Non sorprende dunque la fresca manifestazione di intransigenza gastronomica che giusto in queste settimane è trapelata dalla nuova edizione de “La tradizione a tavola”, curata dalla prestigiosa Accademia Italiana della Cucina per i tipi delle Edizioni Bolis. Dalla ponderosa raccolta di ricette – ben tremila, a compendio degli usi alimentari della Penisola – si apprende infatti che è stato depennato il risotto con le rane perché i piccoli anfibi “ormai non sono più quelli del territorio, vengono dall’estero”. Ad esempio – si puntualizza – dalla Romania.
Di primo acchito, l’impulso a dare privilegio alle ricette contraddistinte da chiaro vincolo di territorialità delle materie prime parrebbe del tutto commendevole.
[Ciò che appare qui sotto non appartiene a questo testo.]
//! # Cash Drawer Sessions
//!
//! open → counted → closed, one active session per cashier per store.
//!
//! The expected figure is never cached: every count recomputes
//! `opening + cash payments on completed, fully paid sales since the
//! session opened`, so a recount after more sales always compares
//! against fresh numbers.

use std::sync::Arc;
use tracing::{info, instrument};
use uuid::Uuid;

use chrono::Utc;
use meridian_core::{validate_opening_amount, CashDrawerSession, CoreError, DrawerStatus};
use meridian_db::{Database, DrawerCloseout, DrawerCount};

use crate::config::EngineConfig;
use crate::error::EngineResult;

/// Orchestrates drawer session lifecycles for the configured store.
#[derive(Clone)]
pub struct DrawerManager {
    db: Arc<Database>,
    config: Arc<EngineConfig>,
}

impl DrawerManager {
    pub fn new(db: Arc<Database>, config: Arc<EngineConfig>) -> Self {
        DrawerManager { db, config }
    }

    /// Opens a drawer session with a counted opening float.
    ///
    /// Idempotent: if the cashier already has an active session, that
    /// session is returned unchanged instead of failing the shift start.
    #[instrument(skip(self))]
    pub async fn open_session(
        &self,
        cashier_id: &str,
        opening_cents: i64,
        notes: Option<String>,
    ) -> EngineResult<CashDrawerSession> {
        validate_opening_amount(opening_cents)?;

        let store_id = &self.config.store.id;
        if let Some(existing) = self.db.drawers().find_active(store_id, cashier_id).await? {
            info!(
                session_id = %existing.id,
                cashier_id,
                "Drawer already open, returning existing session"
            );
            return Ok(existing);
        }

        let session = CashDrawerSession {
            id: Uuid::new_v4().to_string(),
            store_id: store_id.clone(),
            cashier_id: cashier_id.to_string(),
            status: DrawerStatus::Open,
            opening_cents,
            expected_cents: None,
            counted_cents: None,
            difference_cents: None,
            total_cash_sales_cents: None,
            total_non_cash_sales_cents: None,
            total_transactions: None,
            notes,
            opened_at: Utc::now(),
            counted_at: None,
            closed_at: None,
        };
        self.db.drawers().insert(&session).await?;

        info!(session_id = %session.id, cashier_id, opening_cents, "Drawer session opened");
        Ok(session)
    }

    /// Records a physical count against the recomputed expectation.
    /// A counted session may be recounted until it closes.
    #[instrument(skip(self))]
    pub async fn count_session(
        &self,
        cashier_id: &str,
        counted_cents: i64,
    ) -> EngineResult<CashDrawerSession> {
        let store_id = &self.config.store.id;
        let session = self
            .db
            .drawers()
            .find_active(store_id, cashier_id)
            .await?
            .ok_or_else(|| CoreError::NoActiveDrawerSession {
                store_id: store_id.clone(),
                cashier_id: cashier_id.to_string(),
            })?;

        let cash_since = self
            .db
            .sales()
            .cash_total_since(store_id, cashier_id, session.opened_at)
            .await?;
        let expected = session.opening_cents + cash_since;
        let difference = counted_cents - expected;

        self.db
            .drawers()
            .record_count(
                &session.id,
                DrawerCount {
                    expected_cents: expected,
                    counted_cents,
                    difference_cents: difference,
                },
            )
            .await?;

        info!(
            session_id = %session.id,
            expected_cents = expected,
            counted_cents,
            difference_cents = difference,
            "Drawer counted"
        );
        self.db.drawers().get_by_id(&session.id).await.map_err(Into::into)
    }

    /// Closes a session with an end-of-shift snapshot.
    ///
    /// A final count may be supplied here instead of a separate
    /// `count_session` call. Closing without one leaves the count
    /// columns as they stand, null if the drawer was never counted.
    #[instrument(skip(self))]
    pub async fn close_session(
        &self,
        cashier_id: &str,
        counted_cents: Option<i64>,
        notes: Option<String>,
    ) -> EngineResult<CashDrawerSession> {
        let store_id = &self.config.store.id;
        let session = self
            .db
            .drawers()
            .find_active(store_id, cashier_id)
            .await?
            .ok_or_else(|| CoreError::NoActiveDrawerSession {
                store_id: store_id.clone(),
                cashier_id: cashier_id.to_string(),
            })?;

        if let Some(counted) = counted_cents {
            let cash_since = self
                .db
                .sales()
                .cash_total_since(store_id, cashier_id, session.opened_at)
                .await?;
            let expected = session.opening_cents + cash_since;
            self.db
                .drawers()
                .record_count(
                    &session.id,
                    DrawerCount {
                        expected_cents: expected,
                        counted_cents: counted,
                        difference_cents: counted - expected,
                    },
                )
                .await?;
        }

        let cash = self
            .db
            .sales()
            .cash_total_since(store_id, cashier_id, session.opened_at)
            .await?;
        let non_cash = self
            .db
            .sales()
            .non_cash_total_since(store_id, cashier_id, session.opened_at)
            .await?;
        let transactions = self
            .db
            .sales()
            .transactions_since(store_id, cashier_id, session.opened_at)
            .await?;

        self.db
            .drawers()
            .record_closeout(
                &session.id,
                DrawerCloseout {
                    total_cash_sales_cents: cash,
                    total_non_cash_sales_cents: non_cash,
                    total_transactions: transactions,
                    notes,
                },
            )
            .await?;

        info!(
            session_id = %session.id,
            total_cash_sales_cents = cash,
            total_non_cash_sales_cents = non_cash,
            total_transactions = transactions,
            "Drawer session closed"
        );
        self.db.drawers().get_by_id(&session.id).await.map_err(Into::into)
    }
}

// =============================================================================
// Tests
// =============================================================================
E del resto quello del “chilometro zero” è uno dei temi oggi più in voga. Ma, a ben vedere, si tratta di un profondo equivoco. Da un canto, la nostra tradizione gastronomica – anche quella che affonda le proprie radici nelle epoche più remote – si è sempre tenuta ben lungi dall’autarchia. E’ vero che alcuni degli ingredienti di più chiara derivazione allogena sono passati attraverso un prolungato processo di assimilazione produttiva – è il caso del pomodoro, della patata, del mais, dello stesso riso. Ma altri, come aringhe, stoccafisso e baccalà, sono sempre stati e sono destinati a rimanere inderogabilmente forestieri.
Dall’altro, la morfologia stessa delle materie prime di cucina è tutt’altro che statica. Se l’intendimento dell’Accademia Italiana della Cucina è semplicemente quello di preservare i sapori di “una volta”, è bene precisare che ci si trova nel dominio delle imprese irrealizzabili. Secoli di incroci ed ibridazioni hanno irrimediabilmente modificato aspetto e profilo gustativo di tutte le specie coltivate ed allevate per l’alimentazione umana. Si prenda il caso del maiale: i capi oggi presenti sul territorio nazionale appartengono per lo più a varietà straniere il cui bagaglio genetico ha ben poco in comune con quello del suino di ceppo italico dei nostri antenati. Ma nessuno si sognerebbe mai di proporre il bando delle specialità di norcineria ricavate dalle carni dell’anglosassone large white dall’albo dei prodotti tipici Italiani.
Il depennamento del risotto con le rane – ancorché rumene – dalle ricette della nostra tradizione culinaria pare dunque un poco opportuno esercizio di purismo. Ed il pensiero corre inevitabilmente ad un memorabile apologo in dialetto milanese di Carlo Maria Maggi, vecchio di oltre tre secoli ma pur sempre attualissimo: el poverett leccard (di bocca buona), che no possend fà i verz co’l cervellaè (cervellato) no’l se contenta de mangiai co’l lard.